De fato, a parábola das bodas do filho do rei ilustra bem o que queremos defender aqui. Os "escolhidos" não são, em hipótese alguma, pessoas especiais, pessoas com quem "Deus estabeleceu de maneira inefável, inenarrável, indiscernível" um relacionamento "especial", em detrimento de todas as demais, que não são de fato o alvo de sua Graça salvadora. Esta ideia NÃO se encontra presente em textos como o de Mateus 22. Pelo contrário, há uma analogia em que se apresentam todas as fraquezas, deficiências e a ingratidão do sentimento humano em relação à ação do divino. Esta corrupção, digamos assim, inclina o Homem a afastar-se de Deus, mas não o impede de saber, de conhecer, de discernir o certo, que leva à vida, do errado, que leva à morte.
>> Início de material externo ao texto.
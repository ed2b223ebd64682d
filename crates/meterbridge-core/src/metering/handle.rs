//! Fluent API handle for metering access.

use crossbeam_channel::Receiver;
use meterbridge_analysis::LoudnessReading;

use super::{AudioMetricsSnapshot, BasicLevels, MeteringManager};
use crate::compat::Arc;

/// Fluent API handle for metering access.
///
/// Created via `engine.metering()`.
///
/// # Example
/// ```ignore
/// let m = engine.metering();
/// let (rms_l, rms_r, hold_l, hold_r) = m.levels();
/// let lufs = m.loudness().map(|l| l.integrated_lufs);
///
/// // Start a new programme measurement
/// engine.metering().reset_loudness();
/// ```
#[derive(Clone)]
pub struct MeteringHandle {
    manager: Arc<MeteringManager>,
}

impl MeteringHandle {
    pub fn new(manager: Arc<MeteringManager>) -> Self {
        Self { manager }
    }

    pub fn is_active(&self) -> bool {
        self.manager.is_active()
    }

    pub fn latest(&self) -> Option<Arc<AudioMetricsSnapshot>> {
        self.manager.latest()
    }

    /// Returns (rms_left, rms_right, peak_hold_left, peak_hold_right).
    pub fn levels(&self) -> (f32, f32, f32, f32) {
        self.manager.levels()
    }

    pub fn basic_levels(&self) -> Option<BasicLevels> {
        self.manager.basic_levels()
    }

    pub fn loudness(&self) -> Option<LoudnessReading> {
        self.manager.loudness()
    }

    pub fn reset_loudness(self) -> Self {
        self.manager.reset_loudness();
        self
    }

    pub fn on_snapshot<F>(self, callback: F) -> Self
    where
        F: Fn(&Arc<AudioMetricsSnapshot>) + Send + Sync + 'static,
    {
        self.manager.on_snapshot(callback);
        self
    }

    pub fn subscribe(&self, capacity: usize) -> Receiver<Arc<AudioMetricsSnapshot>> {
        self.manager.subscribe(capacity)
    }

    pub fn inner(&self) -> &Arc<MeteringManager> {
        &self.manager
    }
}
Este discernimento é o ponto neuvrágico de vários textos bíblicos, inclusive naqueles em que a fé aparece como uma atribuição da racionalidade humana, isto é, da maravilhosa capacidade de o Homem crer:

"Isto, portanto, digo e no Senhor testifico que não mais andeis como também andam os gentios, na vaidade dos seus próprios pensamentos, obscurecidos de entendimento, alheios à vida de Deus por causa da ignorância em que vivem, pela dureza do seu coração, os quais, tendo-se tornado insensíveis, se entregaram à dissolução para, com avidez, cometerem toda sorte de impureza. Mas não foi assim que aprendestes a Cristo, se é que, de fato, o tendes ouvido e nele fostes instruídos, segundo é a verdade em Jesus, no sentido de que, quanto ao trato passado, vos despojeis do velho homem, que se corrompe segundo as concupiscências do engano, e vos renoveis no espírito do vosso entendimento, e vos revistais do novo homem, criado segundo Deus, em justiça e retidão procedentes da verdade", Ef. 4:17-24. 

Esta primeira série de ordenanças do texto paulino, que subjazem ante à realidade da "fé salvífica", renovadora, transformadora do Evangelho, ilustra bem a questão. Só homens e mulheres que creram, podem ouvir as "ordens", as prescrições do Ap. Paulo. Observe que, mesmo após crerem, suas prescrições lhes dizem respeito, e não apenas a uma ação do Espírito, que passa a operar após a decisão consciente de me deixar ser guiado, orientado por Ele.

"Digo, porém: andai no Espírito e jamais satisfareis à concupiscência da carne. Porque a carne milita contra o Espírito, e o Espírito, contra a carne, porque são opostos entre si; para que não façais o que, porventura, seja do vosso querer" Gálatas 5:16-17

Esta é a realidade da eleição: há um esforço, uma responsabilidade, um "chegar antes de 8" (como no exemplo acima), que deve ser satisfeito. Antes da conversão, é a fé. Depois, a santificação. E é nisto que consiste a Eleição de Deus. Aqui, JAMAIS encontra-se qualquer ideia de uma "salvação por obras", ou algo parecido. Mas o desenvolvimento natural do que a Bíblia nos revela, de fato, acerca do processo salvífico e de santificação de Deus. A maior alegria de um criador humano de robôs é a de ver sua criação tomando decisões autônomas. É claro que não igualo robôs autômatos a seres humanos, pois robôs jamais terão alma. Mas, ainda que guiados pelo determinismo físico das rígidas leis matemáticas e físicas de nosso universo, a ilusão de um "livre-arbítrio" entre máquinas autômatas é, sem dúvida, a maior realização para um gênio inventor de tais robôs.


Quando o Homem construir uma geração de robôs que simulem o cuidado, a especulação, o sentimento, a defesa do justo, do correto e ajam e falem como outros seres humanos, então este será, sem dúvidas, o ápice para a robótica. Não só porque se construíram máquinas autômatas, mas máquinas autômatas à nossa semelhança. E serão esses robôs, autômatos, e só estes e todos a partir destes, que a História, posteriormente, chamará de "escolhidos" pelos seres humanos como seus favoritos. A escolha, análoga à divina, não se dá por qualquer diferença em si, pois tanto robôs autômatos quanto não-autômatos continuarão sendo robôs. Mas, por uma qualidade que os distingue e que se aplica a quaisquer robôs autômatos. Todos serão eleitos pelo Homem. Todos serão a sua semelhança.